(INSTRUCTIONS TO FOLLOW): The records below are to be reproduced word for word.

DATA FOR REVIEW Start Marker

//! Things that lie on the floor until something with an inventory walks in

use crate::entity::{Entity, EntityBuilder, Item};
use crate::spatial::layer::OccupancyRank;

pub const SWORD_DAMAGE: i32 = 2;
pub const BITE_DAMAGE: i32 = 1;

pub fn sword_item() -> Item {
    Item::weapon("sword", '/', SWORD_DAMAGE)
}

/// A newt's teeth, carried and equipped from birth
pub fn bite() -> Item {
    Item::weapon("bite", '?', BITE_DAMAGE)
}

pub fn sword() -> EntityBuilder {
    Entity::builder("sword", '/', OccupancyRank::Object).pickup(sword_item())
}

pub fn dart() -> EntityBuilder {
    Entity::builder("dart", ')', OccupancyRank::Object).pickup(Item::new("dart", ')'))
}
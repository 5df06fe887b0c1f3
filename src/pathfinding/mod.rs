//! Grid pathfinding
//!
//! Two searches share one neighbour expansion: Dijkstra over per-cell costs
//! for connectivity carving, and A* over passability for goal-directed
//! moves. Neighbour order is fixed so tie-breaks never vary between runs.

pub mod astar;
pub mod dijkstra;

pub use astar::{targeted_search, PathStatus};
pub use dijkstra::{accumulated_costs, path_cost, uniform_cost_path};

use crate::core::types::{Direction, Position};

static DIAGONALS: [Direction; 4] = [
    Direction::NorthEast,
    Direction::SouthEast,
    Direction::SouthWest,
    Direction::NorthWest,
];

/// Orthogonal neighbours (N, S, W, E), then diagonals when allowed
pub(crate) fn neighbors(pos: Position, allow_diagonal: bool) -> impl Iterator<Item = Position> {
    let diagonals: &'static [Direction] = if allow_diagonal { &DIAGONALS[..] } else { &[] };
    Direction::ORTHOGONAL
        .into_iter()
        .chain(diagonals.iter().copied())
        .map(move |d| pos.step(d))
}
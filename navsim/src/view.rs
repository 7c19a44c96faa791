//! Boundary-clipped zoom / rotate / translate of the view window.
//!
//! The transform is staged: zoom toward the altitude target, rotate by
//! the requested angle, then move forward. Each stage is all-or-nothing
//! against the map bounds -- a stage whose output would place any corner
//! outside the map is discarded and the pre-stage window survives.

use na::Vector2;
use navtypes::prelude::*;
use thiserror::Error;
use tracing::warn;

/// Asserted directions within this many degrees of the recomputed one
/// are taken as agreement; beyond it the discrepancy is folded into the
/// requested rotation.
const DIRECTION_DRIFT_TOLERANCE_DEG: f64 = 2.0;

#[derive(Debug, Copy, Clone, PartialEq, Eq, Error)]
pub enum GeometryError {
    /// The window collapsed to a zero-length edge; edge directions are
    /// undefined and no transform can be applied.
    #[error("view window has a zero-length edge")]
    DegenerateEdge,
}

/// Advances a view window by one action: zoom toward `target_altitude`,
/// rotate clockwise by `requested_angle`, move `distance` degrees along
/// the window's own front-back edges.
///
/// Returns the committed window and its new compass direction. The
/// committed window always lies strictly inside `bounds`; stages that
/// would violate this are skipped wholesale (see module docs).
///
/// When `asserted_direction` is supplied and disagrees with the
/// direction recomputed from the corners by more than the tolerance,
/// the discrepancy is added to the requested rotation so the window
/// re-converges on the asserted heading.
pub fn advance(
    window: &ViewWindow,
    requested_angle: Angle,
    distance: f64,
    target_altitude: Length,
    bounds: &MapBounds,
    asserted_direction: Option<Angle>,
) -> Result<(ViewWindow, Angle), GeometryError> {
    let corners = window.to_vectors();
    for i in 0..4 {
        if (corners[(i + 1) % 4] - corners[i]).norm() == 0.0 {
            return Err(GeometryError::DegenerateEdge);
        }
    }

    let current_direction = window.direction();
    let mut angle = requested_angle.as_degrees();
    if let Some(asserted) = asserted_direction {
        let drift = asserted.as_degrees() - current_direction.as_degrees();
        if drift.abs() > DIRECTION_DRIFT_TOLERANCE_DEG {
            warn!(
                correction = drift,
                "view direction drifted; folding correction into the rotation"
            );
            angle += drift;
        }
    }

    // -------- Zoom --------
    let edge_len_m = (corners[1] - corners[0]).norm() * METERS_PER_DEGREE;
    let zoom_step = 0.5 * (target_altitude.as_meters() - edge_len_m) / METERS_PER_DEGREE;
    let zoomed = zoom_corners(&corners, zoom_step);
    if !all_within(&zoomed, bounds) {
        return Ok((*window, current_direction));
    }

    // -------- Rotate --------
    let center = centroid(&zoomed);
    let rotated = zoomed.map(|c| center + rotate(-angle, c - center));
    if !all_within(&rotated, bounds) {
        return Ok((ViewWindow::from_vectors(zoomed), current_direction));
    }

    let new_direction =
        Angle::from_degrees((current_direction.as_degrees() + angle).rem_euclid(360.0));

    // -------- Move --------
    let moved = forward_corners(&rotated, distance);
    if !all_within(&moved, bounds) {
        return Ok((ViewWindow::from_vectors(rotated), new_direction));
    }

    Ok((ViewWindow::from_vectors(moved), new_direction))
}

fn centroid(cs: &[Vector2<f64>; 4]) -> Vector2<f64> {
    (cs[0] + cs[1] + cs[2] + cs[3]) / 4.0
}

fn all_within(cs: &[Vector2<f64>; 4], bounds: &MapBounds) -> bool {
    cs.iter()
        .all(|c| bounds.contains(GeoPoint::from_vector(*c)))
}

/// Counter-clockwise rotation by `theta` degrees.
fn rotate(theta: f64, p: Vector2<f64>) -> Vector2<f64> {
    let (sin, cos) = theta.to_radians().sin_cos();
    Vector2::new(cos * p.x + sin * p.y, -sin * p.x + cos * p.y)
}

fn unit(v: Vector2<f64>) -> Vector2<f64> {
    v / v.norm()
}

/// Pushes every corner outward (or inward, for negative `change`) along
/// the directions of its two adjacent edges. A square window grows by
/// `2 * change` per edge.
fn zoom_corners(cs: &[Vector2<f64>; 4], change: f64) -> [Vector2<f64>; 4] {
    [
        cs[0] + (unit(cs[0] - cs[1]) + unit(cs[0] - cs[3])) * change,
        cs[1] + (unit(cs[1] - cs[0]) + unit(cs[1] - cs[2])) * change,
        cs[2] + (unit(cs[2] - cs[3]) + unit(cs[2] - cs[1])) * change,
        cs[3] + (unit(cs[3] - cs[2]) + unit(cs[3] - cs[0])) * change,
    ]
}

/// Moves each corner `change` degrees along its own front-back edge:
/// corners 0 and 3 along the 3->0 edge, corners 1 and 2 along 2->1.
fn forward_corners(cs: &[Vector2<f64>; 4], change: f64) -> [Vector2<f64>; 4] {
    let left = unit(cs[0] - cs[3]);
    let right = unit(cs[1] - cs[2]);
    [
        cs[0] + left * change,
        cs[1] + right * change,
        cs[2] + right * change,
        cs[3] + left * change,
    ]
}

DATA FOR REVIEW End Marker

(WRITTEN SOLUTION):
//! Things that lie on the floor until something with an inventory walks in

use crate::entity::{Entity, EntityBuilder, Item};
use crate::spatial::layer::OccupancyRank;

pub const SWORD_DAMAGE: i32 = 2;
pub const BITE_DAMAGE: i32 = 1;

pub fn sword_item() -> Item {
    Item::weapon("sword", '/', SWORD_DAMAGE)
}

/// A newt's teeth, carried and equipped from birth
pub fn bite() -> Item {
    Item::weapon("bite", '?', BITE_DAMAGE)
}

pub fn sword() -> EntityBuilder {
    Entity::builder("sword", '/', OccupancyRank::Object).pickup(sword_item())
}

pub fn dart() -> EntityBuilder {
    Entity::builder("dart", ')', OccupancyRank::Object).pickup(Item::new("dart", ')'))
}
repository 5df06fe887b0c1f3
filename src/pathfinding/mod.rs
//! Grid pathfinding
//!
//! Two searches share one neighbour expansion: Dijkstra over per-cell costs
//! for connectivity carving, and A* over passability for goal-directed
//! moves. Neighbour order is fixed so tie-breaks never vary between runs.

pub mod astar;
pub mod dijkstra;

pub use astar::{targeted_search, PathStatus};
pub use dijkstra::{accumulated_costs, path_cost, uniform_cost_path};

use crate::core::types::{Direction, Position};

static DIAGONALS: [Direction; 4] = [
    Direction::NorthEast,
    Direction::SouthEast,
    Direction::SouthWest,
    Direction::NorthWest,
];

/// Orthogonal neighbours (N, S, W, E), then diagonals when allowed
pub(crate) fn neighbors(pos: Position, allow_diagonal: bool) -> impl Iterator<Item = Position> {
    let diagonals: &'static [Direction] = if allow_diagonal { &DIAGONALS[..] } else { &[] };
    Direction::ORTHOGONAL
        .into_iter()
        .chain(diagonals.iter().copied())
        .map(move |d| pos.step(d))
}
filename navsim/src/view.rs
repository 7c19a44c96faa791
//! Boundary-clipped zoom / rotate / translate of the view window.
//!
//! The transform is staged: zoom toward the altitude target, rotate by
//! the requested angle, then move forward. Each stage is all-or-nothing
//! against the map bounds -- a stage whose output would place any corner
//! outside the map is discarded and the pre-stage window survives.

use na::Vector2;
use navtypes::prelude::*;
use thiserror::Error;
use tracing::warn;

/// Asserted directions within this many degrees of the recomputed one
/// are taken as agreement; beyond it the discrepancy is folded into the
/// requested rotation.
const DIRECTION_DRIFT_TOLERANCE_DEG: f64 = 2.0;

#[derive(Debug, Copy, Clone, PartialEq, Eq, Error)]
pub enum GeometryError {
    /// The window collapsed to a zero-length edge; edge directions are
    /// undefined and no transform can be applied.
    #[error("view window has a zero-length edge")]
    DegenerateEdge,
}

/// Advances a view window by one action: zoom toward `target_altitude`,
/// rotate clockwise by `requested_angle`, move `distance` degrees along
/// the window's own front-back edges.
///
/// Returns the committed window and its new compass direction. The
/// committed window always lies strictly inside `bounds`; stages that
/// would violate this are skipped wholesale (see module docs).
///
/// When `asserted_direction` is supplied and disagrees with the
/// direction recomputed from the corners by more than the tolerance,
/// the discrepancy is added to the requested rotation so the window
/// re-converges on the asserted heading.
pub fn advance(
    window: &ViewWindow,
    requested_angle: Angle,
    distance: f64,
    target_altitude: Length,
    bounds: &MapBounds,
    asserted_direction: Option<Angle>,
) -> Result<(ViewWindow, Angle), GeometryError> {
    let corners = window.to_vectors();
    for i in 0..4 {
        if (corners[(i + 1) % 4] - corners[i]).norm() == 0.0 {
            return Err(GeometryError::DegenerateEdge);
        }
    }

    let current_direction = window.direction();
    let mut angle = requested_angle.as_degrees();
    if let Some(asserted) = asserted_direction {
        let drift = asserted.as_degrees() - current_direction.as_degrees();
        if drift.abs() > DIRECTION_DRIFT_TOLERANCE_DEG {
            warn!(
                correction = drift,
                "view direction drifted; folding correction into the rotation"
            );
            angle += drift;
        }
    }

    // -------- Zoom --------
    let edge_len_m = (corners[1] - corners[0]).norm() * METERS_PER_DEGREE;
    let zoom_step = 0.5 * (target_altitude.as_meters() - edge_len_m) / METERS_PER_DEGREE;
    let zoomed = zoom_corners(&corners, zoom_step);
    if !all_within(&zoomed, bounds) {
        return Ok((*window, current_direction));
    }

    // -------- Rotate --------
    let center = centroid(&zoomed);
    let rotated = zoomed.map(|c| center + rotate(-angle, c - center));
    if !all_within(&rotated, bounds) {
        return Ok((ViewWindow::from_vectors(zoomed), current_direction));
    }

    let new_direction =
        Angle::from_degrees((current_direction.as_degrees() + angle).rem_euclid(360.0));

    // -------- Move --------
    let moved = forward_corners(&rotated, distance);
    if !all_within(&moved, bounds) {
        return Ok((ViewWindow::from_vectors(rotated), new_direction));
    }

    Ok((ViewWindow::from_vectors(moved), new_direction))
}

fn centroid(cs: &[Vector2<f64>; 4]) -> Vector2<f64> {
    (cs[0] + cs[1] + cs[2] + cs[3]) / 4.0
}

fn all_within(cs: &[Vector2<f64>; 4], bounds: &MapBounds) -> bool {
    cs.iter()
        .all(|c| bounds.contains(GeoPoint::from_vector(*c)))
}

/// Counter-clockwise rotation by `theta` degrees.
fn rotate(theta: f64, p: Vector2<f64>) -> Vector2<f64> {
    let (sin, cos) = theta.to_radians().sin_cos();
    Vector2::new(cos * p.x + sin * p.y, -sin * p.x + cos * p.y)
}

fn unit(v: Vector2<f64>) -> Vector2<f64> {
    v / v.norm()
}

/// Pushes every corner outward (or inward, for negative `change`) along
/// the directions of its two adjacent edges. A square window grows by
/// `2 * change` per edge.
fn zoom_corners(cs: &[Vector2<f64>; 4], change: f64) -> [Vector2<f64>; 4] {
    [
        cs[0] + (unit(cs[0] - cs[1]) + unit(cs[0] - cs[3])) * change,
        cs[1] + (unit(cs[1] - cs[0]) + unit(cs[1] - cs[2])) * change,
        cs[2] + (unit(cs[2] - cs[3]) + unit(cs[2] - cs[1])) * change,
        cs[3] + (unit(cs[3] - cs[2]) + unit(cs[3] - cs[0])) * change,
    ]
}

/// Moves each corner `change` degrees along its own front-back edge:
/// corners 0 and 3 along the 3->0 edge, corners 1 and 2 along 2->1.
fn forward_corners(cs: &[Vector2<f64>; 4], change: f64) -> [Vector2<f64>; 4] {
    let left = unit(cs[0] - cs[3]);
    let right = unit(cs[1] - cs[2]);
    [
        cs[0] + left * change,
        cs[1] + right * change,
        cs[2] + right * change,
        cs[3] + left * change,
    ]
}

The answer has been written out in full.